**** Information provided

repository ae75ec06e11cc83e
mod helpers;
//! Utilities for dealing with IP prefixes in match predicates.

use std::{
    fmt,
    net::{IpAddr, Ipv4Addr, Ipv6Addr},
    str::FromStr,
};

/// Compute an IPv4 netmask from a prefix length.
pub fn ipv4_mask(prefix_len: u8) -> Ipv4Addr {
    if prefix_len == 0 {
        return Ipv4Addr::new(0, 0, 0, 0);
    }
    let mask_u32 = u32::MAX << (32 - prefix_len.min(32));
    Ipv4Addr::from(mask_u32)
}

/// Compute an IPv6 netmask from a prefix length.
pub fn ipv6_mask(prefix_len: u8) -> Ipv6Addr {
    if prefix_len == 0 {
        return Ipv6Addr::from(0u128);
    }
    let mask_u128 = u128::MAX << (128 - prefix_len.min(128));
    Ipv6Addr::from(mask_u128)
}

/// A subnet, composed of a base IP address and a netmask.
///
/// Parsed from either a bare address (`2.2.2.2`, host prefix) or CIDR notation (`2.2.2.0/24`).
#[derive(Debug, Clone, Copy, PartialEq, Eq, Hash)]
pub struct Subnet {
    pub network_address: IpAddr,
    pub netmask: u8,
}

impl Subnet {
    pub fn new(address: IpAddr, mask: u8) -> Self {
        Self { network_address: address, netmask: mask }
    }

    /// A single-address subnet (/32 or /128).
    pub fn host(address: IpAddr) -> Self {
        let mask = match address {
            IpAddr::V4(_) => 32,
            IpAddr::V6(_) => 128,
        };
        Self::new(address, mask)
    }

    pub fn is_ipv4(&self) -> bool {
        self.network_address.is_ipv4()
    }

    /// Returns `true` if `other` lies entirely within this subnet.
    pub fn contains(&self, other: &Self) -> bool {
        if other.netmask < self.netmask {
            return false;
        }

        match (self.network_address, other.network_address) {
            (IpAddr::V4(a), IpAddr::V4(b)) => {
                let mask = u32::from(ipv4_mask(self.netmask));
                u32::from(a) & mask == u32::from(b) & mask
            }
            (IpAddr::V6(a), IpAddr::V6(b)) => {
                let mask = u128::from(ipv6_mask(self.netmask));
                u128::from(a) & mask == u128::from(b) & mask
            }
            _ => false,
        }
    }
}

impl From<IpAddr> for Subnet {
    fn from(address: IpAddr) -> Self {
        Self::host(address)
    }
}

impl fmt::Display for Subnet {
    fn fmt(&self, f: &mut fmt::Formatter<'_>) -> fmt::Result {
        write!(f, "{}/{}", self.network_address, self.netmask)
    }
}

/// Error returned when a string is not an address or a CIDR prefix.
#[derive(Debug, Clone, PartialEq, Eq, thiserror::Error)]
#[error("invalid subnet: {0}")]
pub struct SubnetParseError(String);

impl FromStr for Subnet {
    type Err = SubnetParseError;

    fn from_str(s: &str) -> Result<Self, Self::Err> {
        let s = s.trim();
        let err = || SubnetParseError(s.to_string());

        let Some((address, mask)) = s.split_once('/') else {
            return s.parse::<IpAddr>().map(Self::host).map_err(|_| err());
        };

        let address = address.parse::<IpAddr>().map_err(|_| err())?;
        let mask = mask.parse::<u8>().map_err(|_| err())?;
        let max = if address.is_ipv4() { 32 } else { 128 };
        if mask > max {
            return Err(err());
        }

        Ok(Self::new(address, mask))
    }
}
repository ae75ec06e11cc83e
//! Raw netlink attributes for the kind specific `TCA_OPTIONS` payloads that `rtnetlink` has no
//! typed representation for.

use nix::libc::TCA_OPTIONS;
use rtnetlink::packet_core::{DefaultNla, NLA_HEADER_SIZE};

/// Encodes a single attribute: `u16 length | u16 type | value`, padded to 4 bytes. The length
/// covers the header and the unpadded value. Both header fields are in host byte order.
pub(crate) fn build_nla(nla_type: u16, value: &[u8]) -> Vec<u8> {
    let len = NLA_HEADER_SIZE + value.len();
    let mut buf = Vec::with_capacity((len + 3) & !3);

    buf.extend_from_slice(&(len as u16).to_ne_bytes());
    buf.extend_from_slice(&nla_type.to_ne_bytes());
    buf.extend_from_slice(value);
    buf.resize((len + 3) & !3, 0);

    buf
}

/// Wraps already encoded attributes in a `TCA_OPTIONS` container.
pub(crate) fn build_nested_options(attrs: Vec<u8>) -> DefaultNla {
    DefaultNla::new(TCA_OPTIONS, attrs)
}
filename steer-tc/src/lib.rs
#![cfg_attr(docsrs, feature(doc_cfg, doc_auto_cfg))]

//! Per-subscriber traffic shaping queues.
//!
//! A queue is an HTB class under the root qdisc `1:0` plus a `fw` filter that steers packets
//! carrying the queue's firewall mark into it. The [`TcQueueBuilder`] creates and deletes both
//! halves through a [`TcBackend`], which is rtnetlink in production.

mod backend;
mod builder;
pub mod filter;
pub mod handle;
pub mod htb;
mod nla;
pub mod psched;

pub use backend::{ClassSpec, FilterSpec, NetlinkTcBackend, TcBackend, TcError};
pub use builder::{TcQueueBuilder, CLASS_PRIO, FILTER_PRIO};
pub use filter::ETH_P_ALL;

********
**** Information provided

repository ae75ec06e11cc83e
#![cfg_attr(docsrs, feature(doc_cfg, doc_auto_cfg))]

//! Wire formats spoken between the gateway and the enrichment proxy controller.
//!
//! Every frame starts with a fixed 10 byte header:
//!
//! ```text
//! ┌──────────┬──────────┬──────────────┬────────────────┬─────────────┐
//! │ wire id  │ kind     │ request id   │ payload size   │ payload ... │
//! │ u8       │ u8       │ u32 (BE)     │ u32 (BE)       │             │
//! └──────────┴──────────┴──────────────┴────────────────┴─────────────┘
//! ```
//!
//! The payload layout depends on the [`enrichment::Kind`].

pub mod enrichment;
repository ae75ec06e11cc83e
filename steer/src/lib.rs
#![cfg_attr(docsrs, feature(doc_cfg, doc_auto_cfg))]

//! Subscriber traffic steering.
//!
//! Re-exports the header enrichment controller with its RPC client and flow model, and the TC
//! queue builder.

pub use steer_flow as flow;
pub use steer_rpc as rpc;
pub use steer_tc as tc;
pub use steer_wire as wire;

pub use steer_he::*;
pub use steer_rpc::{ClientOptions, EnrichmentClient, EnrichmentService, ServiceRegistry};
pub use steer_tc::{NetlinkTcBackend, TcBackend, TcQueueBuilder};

********
**** Information provided

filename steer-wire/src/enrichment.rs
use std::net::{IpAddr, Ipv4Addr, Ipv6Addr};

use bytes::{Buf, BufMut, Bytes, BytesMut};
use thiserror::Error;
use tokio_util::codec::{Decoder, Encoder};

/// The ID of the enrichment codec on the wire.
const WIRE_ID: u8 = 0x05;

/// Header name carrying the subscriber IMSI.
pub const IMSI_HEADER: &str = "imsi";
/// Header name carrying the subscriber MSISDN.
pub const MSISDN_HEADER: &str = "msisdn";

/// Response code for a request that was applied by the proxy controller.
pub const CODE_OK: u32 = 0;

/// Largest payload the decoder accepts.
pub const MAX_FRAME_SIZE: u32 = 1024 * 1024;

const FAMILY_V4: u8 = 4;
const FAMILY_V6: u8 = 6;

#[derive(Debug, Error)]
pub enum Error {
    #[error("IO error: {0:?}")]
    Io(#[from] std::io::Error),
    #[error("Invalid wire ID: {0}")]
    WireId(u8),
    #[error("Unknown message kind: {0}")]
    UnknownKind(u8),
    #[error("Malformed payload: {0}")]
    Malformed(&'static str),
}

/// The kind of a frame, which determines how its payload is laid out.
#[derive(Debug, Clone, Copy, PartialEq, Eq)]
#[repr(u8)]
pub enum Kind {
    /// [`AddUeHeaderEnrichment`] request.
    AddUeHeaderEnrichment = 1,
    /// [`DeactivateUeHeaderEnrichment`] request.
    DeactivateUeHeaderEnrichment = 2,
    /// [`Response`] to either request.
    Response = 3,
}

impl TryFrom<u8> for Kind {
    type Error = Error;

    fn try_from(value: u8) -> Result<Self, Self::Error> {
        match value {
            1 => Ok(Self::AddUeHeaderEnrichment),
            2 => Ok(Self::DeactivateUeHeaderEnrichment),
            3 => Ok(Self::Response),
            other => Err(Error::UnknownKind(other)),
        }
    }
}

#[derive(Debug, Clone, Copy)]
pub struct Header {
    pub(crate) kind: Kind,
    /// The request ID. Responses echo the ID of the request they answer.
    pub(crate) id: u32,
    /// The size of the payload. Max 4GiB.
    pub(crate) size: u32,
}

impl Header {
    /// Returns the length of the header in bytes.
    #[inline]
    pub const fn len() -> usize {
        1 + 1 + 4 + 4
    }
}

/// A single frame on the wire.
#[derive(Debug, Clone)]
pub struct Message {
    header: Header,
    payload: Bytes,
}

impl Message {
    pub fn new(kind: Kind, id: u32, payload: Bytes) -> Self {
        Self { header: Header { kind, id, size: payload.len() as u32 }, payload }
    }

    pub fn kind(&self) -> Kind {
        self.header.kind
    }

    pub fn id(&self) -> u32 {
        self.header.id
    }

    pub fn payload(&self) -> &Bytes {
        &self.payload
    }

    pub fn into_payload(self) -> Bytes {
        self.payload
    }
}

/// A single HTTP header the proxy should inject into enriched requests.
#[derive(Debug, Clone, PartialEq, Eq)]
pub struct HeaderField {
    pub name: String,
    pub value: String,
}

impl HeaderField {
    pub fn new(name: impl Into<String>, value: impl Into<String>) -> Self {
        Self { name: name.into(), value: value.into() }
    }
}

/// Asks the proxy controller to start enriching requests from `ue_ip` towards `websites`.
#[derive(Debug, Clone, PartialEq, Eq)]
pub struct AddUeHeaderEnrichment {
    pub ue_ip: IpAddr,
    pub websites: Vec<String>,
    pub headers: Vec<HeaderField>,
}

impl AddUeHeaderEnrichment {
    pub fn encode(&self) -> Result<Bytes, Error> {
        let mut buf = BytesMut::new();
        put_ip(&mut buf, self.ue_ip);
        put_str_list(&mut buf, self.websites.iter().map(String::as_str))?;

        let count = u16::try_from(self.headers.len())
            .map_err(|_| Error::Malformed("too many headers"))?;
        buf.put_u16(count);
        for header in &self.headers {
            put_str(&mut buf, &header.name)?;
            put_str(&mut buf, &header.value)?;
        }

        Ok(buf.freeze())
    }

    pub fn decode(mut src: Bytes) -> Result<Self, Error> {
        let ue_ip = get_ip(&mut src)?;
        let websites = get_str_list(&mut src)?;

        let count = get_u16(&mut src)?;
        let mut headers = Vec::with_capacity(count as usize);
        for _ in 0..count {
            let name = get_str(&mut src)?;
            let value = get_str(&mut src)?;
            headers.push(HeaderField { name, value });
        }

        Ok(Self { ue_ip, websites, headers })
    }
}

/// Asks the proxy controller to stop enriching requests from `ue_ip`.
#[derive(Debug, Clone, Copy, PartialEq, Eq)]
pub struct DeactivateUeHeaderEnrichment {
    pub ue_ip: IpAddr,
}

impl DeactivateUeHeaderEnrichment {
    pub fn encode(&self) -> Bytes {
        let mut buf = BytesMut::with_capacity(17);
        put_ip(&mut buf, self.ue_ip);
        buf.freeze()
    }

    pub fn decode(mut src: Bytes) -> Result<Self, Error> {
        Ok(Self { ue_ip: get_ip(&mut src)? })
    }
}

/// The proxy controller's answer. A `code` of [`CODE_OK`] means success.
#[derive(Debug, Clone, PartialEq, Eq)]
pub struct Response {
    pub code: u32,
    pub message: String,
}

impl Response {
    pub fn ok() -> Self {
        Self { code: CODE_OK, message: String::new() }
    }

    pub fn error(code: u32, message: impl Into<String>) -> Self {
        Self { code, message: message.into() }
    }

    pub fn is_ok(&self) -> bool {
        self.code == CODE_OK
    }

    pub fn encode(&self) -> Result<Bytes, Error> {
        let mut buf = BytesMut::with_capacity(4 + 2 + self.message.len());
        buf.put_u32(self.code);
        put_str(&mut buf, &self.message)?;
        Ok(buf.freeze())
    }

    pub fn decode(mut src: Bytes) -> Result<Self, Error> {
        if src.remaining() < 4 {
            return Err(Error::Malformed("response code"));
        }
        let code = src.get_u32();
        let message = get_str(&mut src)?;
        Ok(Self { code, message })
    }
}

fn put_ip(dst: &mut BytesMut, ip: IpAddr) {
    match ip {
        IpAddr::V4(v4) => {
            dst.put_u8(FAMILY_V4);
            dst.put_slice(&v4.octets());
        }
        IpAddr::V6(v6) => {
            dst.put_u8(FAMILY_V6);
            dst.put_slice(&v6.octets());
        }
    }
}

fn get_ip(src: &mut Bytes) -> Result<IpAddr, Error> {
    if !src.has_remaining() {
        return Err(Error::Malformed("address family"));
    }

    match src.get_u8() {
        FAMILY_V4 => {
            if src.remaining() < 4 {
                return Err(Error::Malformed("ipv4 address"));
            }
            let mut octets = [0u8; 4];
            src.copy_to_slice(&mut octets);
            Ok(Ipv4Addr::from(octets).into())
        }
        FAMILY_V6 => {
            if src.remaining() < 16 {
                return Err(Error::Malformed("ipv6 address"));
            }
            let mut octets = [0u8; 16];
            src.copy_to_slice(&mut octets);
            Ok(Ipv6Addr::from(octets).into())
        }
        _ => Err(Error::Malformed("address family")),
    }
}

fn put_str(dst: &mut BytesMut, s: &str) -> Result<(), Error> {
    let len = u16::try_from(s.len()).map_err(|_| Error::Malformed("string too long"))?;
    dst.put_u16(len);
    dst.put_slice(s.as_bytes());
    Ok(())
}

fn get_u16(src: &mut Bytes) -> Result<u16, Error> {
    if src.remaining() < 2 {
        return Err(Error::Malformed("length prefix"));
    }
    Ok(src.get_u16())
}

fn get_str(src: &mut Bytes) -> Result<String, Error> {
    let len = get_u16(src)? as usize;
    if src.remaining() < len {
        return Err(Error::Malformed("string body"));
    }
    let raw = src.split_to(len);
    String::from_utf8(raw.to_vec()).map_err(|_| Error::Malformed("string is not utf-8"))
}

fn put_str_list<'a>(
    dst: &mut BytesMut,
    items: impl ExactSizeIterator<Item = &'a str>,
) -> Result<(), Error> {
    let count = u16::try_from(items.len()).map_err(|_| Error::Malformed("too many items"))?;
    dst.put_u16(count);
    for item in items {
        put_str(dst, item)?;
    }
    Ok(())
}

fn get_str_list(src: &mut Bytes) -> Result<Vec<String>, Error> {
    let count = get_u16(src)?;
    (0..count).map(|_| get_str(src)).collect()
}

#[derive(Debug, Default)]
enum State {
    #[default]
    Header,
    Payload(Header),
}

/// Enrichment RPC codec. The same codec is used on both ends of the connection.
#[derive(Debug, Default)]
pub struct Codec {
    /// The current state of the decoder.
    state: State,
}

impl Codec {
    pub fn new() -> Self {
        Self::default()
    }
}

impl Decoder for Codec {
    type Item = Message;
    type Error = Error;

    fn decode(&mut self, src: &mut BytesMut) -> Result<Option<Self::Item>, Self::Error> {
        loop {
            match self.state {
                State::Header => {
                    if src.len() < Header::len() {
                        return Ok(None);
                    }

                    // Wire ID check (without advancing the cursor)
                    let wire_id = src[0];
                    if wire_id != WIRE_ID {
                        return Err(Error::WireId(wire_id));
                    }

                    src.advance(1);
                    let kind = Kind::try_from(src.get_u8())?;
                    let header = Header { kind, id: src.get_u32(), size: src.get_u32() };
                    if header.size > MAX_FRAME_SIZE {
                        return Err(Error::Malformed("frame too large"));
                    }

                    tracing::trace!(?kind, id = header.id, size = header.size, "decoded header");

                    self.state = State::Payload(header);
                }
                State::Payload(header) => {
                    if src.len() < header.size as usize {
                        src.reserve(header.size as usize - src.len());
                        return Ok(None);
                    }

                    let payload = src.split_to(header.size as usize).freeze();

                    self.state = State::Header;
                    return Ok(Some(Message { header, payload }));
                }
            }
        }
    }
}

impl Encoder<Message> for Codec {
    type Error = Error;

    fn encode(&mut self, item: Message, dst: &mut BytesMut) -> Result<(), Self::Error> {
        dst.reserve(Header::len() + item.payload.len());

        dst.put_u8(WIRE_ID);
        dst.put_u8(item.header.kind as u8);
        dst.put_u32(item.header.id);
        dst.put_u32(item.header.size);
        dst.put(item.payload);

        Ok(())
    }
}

********

- Work to complete:
All that belongs in your answer is the stretch of entries above from the line with "Self::default()" through the line with "if src.len() < Header::len()", printed exactly.

- The answer:
        Self::default()
    }
}

impl Decoder for Codec {
    type Item = Message;
    type Error = Error;

    fn decode(&mut self, src: &mut BytesMut) -> Result<Option<Self::Item>, Self::Error> {
        loop {
            match self.state {
                State::Header => {
                    if src.len() < Header::len() {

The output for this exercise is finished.